Влад прекрасно, до мельчайших деталей помнил сотни подобных кабинетов. Они всегда одинаковые. Они с легкостью могли бы быть одной и той же комнатой с одним и тем же человеком за столом. Влад не боялся смерти. Он помнил смерть. Его отец, Вэйвэй, умер дома. Влад помнил об этом по-разному. Он мог вспомнить, что ощущал, умирая, сам отец: ломающиеся в мозгу предложения, подушка, странным образом причиняющая боль, взгляд сына, всеохватывающее ощущение чуда, одномоментное, потом – чернота, медленное вторжение, заглотившее последние слова, которые он должен был произнести.

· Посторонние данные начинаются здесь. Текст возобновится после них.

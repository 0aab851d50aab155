use super::super::State;

pub fn theta(state: &mut State) {
	let mut parities = [0u64; 5];

	for x in 0 .. 5 {
		for y in 0 .. 5 {
			parities[x] ^= state[x][y];
		}
	}

	for x in 0 .. 5 {
		let xm1 = (x + 4) % 5;
		let xp1 = (x + 1) % 5;

		let crossed_parities = parities[xm1] ^ parities[xp1].rotate_left(1);

		for y in 0 .. 5 {
			state[x][y] ^= crossed_parities;
		}
	}
}

#[test]
fn test_single_bit_spreads_to_neighbour_columns() {
	let mut state = [[0; 5]; 5];
	state[2][3] = 1;

	theta(&mut state);

	for y in 0 .. 5 {
		// column 3 sees C[2] directly, column 1 sees it rotated by one
		assert_eq!(state[1][y], 2);
		assert_eq!(state[3][y], 1);
		assert_eq!(state[0][y], 0);
		assert_eq!(state[4][y], 0);
	}

	// the source lane is left as it was, since column 2's own parity doesn't feed D[2]
	assert_eq!(state[2][3], 1);
	assert_eq!(state[2][0], 0);
}

#[test]
fn test_even_columns_are_fixed() {
	let mut state = [[0; 5]; 5];

	for x in 0 .. 5 {
		state[x][0] = 0xdead_beef_0000_0000 >> x;
		state[x][4] = 0xdead_beef_0000_0000 >> x;
	}

	let before = state;
	theta(&mut state);

	assert_eq!(state, before);
}
use super::super::State;

/// Left-rotation applied to each lane, indexed `[x][y]`.
pub const ROTATION_OFFSETS: [[u32; 5]; 5] = [
	[0, 36, 3, 41, 18],
	[1, 44, 10, 45, 2],
	[62, 6, 43, 15, 61],
	[28, 55, 25, 21, 56],
	[27, 20, 39, 8, 14],
];

// walks (x, y) -> (y, 2x + 3y) from (1, 0), rotating the t-th lane visited by (t + 1)(t + 2) / 2
#[cfg(test)]
const fn compute_rotation_offsets() -> [[u32; 5]; 5] {
	let mut out = [[0; 5]; 5];
	let mut rotation_amount = 0;

	let mut x = 1;
	let mut y = 0;

	let mut t = 0;

	while t < 24 {
		rotation_amount += t + 1;
		out[x][y] = (rotation_amount % 64) as u32;

		let new_x = y;
		let new_y = (2 * x + 3 * y) % 5;

		x = new_x;
		y = new_y;

		t += 1;
	}

	out
}

pub fn rho(state: &mut State) {
	for x in 0 .. 5 {
		for y in 0 .. 5 {
			state[x][y] = state[x][y].rotate_left(ROTATION_OFFSETS[x][y]);
		}
	}
}

#[test]
fn test_offsets_match_triangular_numbers() {
	assert_eq!(compute_rotation_offsets(), ROTATION_OFFSETS);
}

#[test]
fn test_rotates_by_offset() {
	let mut state = [[1; 5]; 5];
	rho(&mut state);

	for x in 0 .. 5 {
		for y in 0 .. 5 {
			assert_eq!(state[x][y], 1 << ROTATION_OFFSETS[x][y]);
		}
	}

	// the origin lane is never rotated
	assert_eq!(state[0][0], 1);
}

Влад мог вспомнить, как эту смерть видела мать, хотя в ее память он нырял редко, предпочитая хранить ее отдельно – покуда мог. Она сидит у постели, не плачет, приносит чай, печенье, ухаживает за гостями, которые входят и выходят, увидев Вэйвэя на смертном одре. Она уделяет время сыну, маленькому Влади, и ее воспоминания о моменте смерти мужа перепутаны: ее рука на коротких волосах Влади, она смотрит на Вэйвэя, который тщится что-то сказать, потом перестает и замирает.

Влад мог вспомнить, как эту смерть видел он сам, хотя это раннее и нечеткое воспоминание. Влага. Губы шевелятся, как у рыбы, беззвучно. Запах бытовой химии. Вдруг он задевает холодную металлическую ногу брата Р. Патчедела: робопоп стоит у постели и произносит молитву Пути Робота, хотя Вэйвэй не практиковал ни эту, ни какую-либо другую религию.

– Мистер Чонг?

Консультант по смерти – высокий, тонкий еврей из северного Тель-Авива.

– Я доктор Графф.

Влад вежливо кивнул. Доктор Графф указал на кресло.

– Садитесь, пожалуйста.

Влад садится, воспоминания множатся, как эхо, как бесчисленные отражения между двумя зеркалами. Вселенная Чонгов сидит в кабинетах врачей во множестве точек временной шкалы. Его мать садится, и врач говорит: «Боюсь, у меня плохие новости». Его отец с трудовым увечьем: кости ног раздробило, когда он упал в экзоскелете с недостроенного четвертого уровня Центральной. Борис, ему пять лет, его нод заражен враждебным троянцем с зачатками разума. Старший сын сына его сестры, когда его повезли в больницу в Тель-Авив, беспокоясь за его сердце. И еще, и еще, но пока – ни одного кабинета в клинике прекращения жизни. Он, Влад, сын Вэйвэя, отец Бориса, – первый в роду, кто пришел в такой кабинет.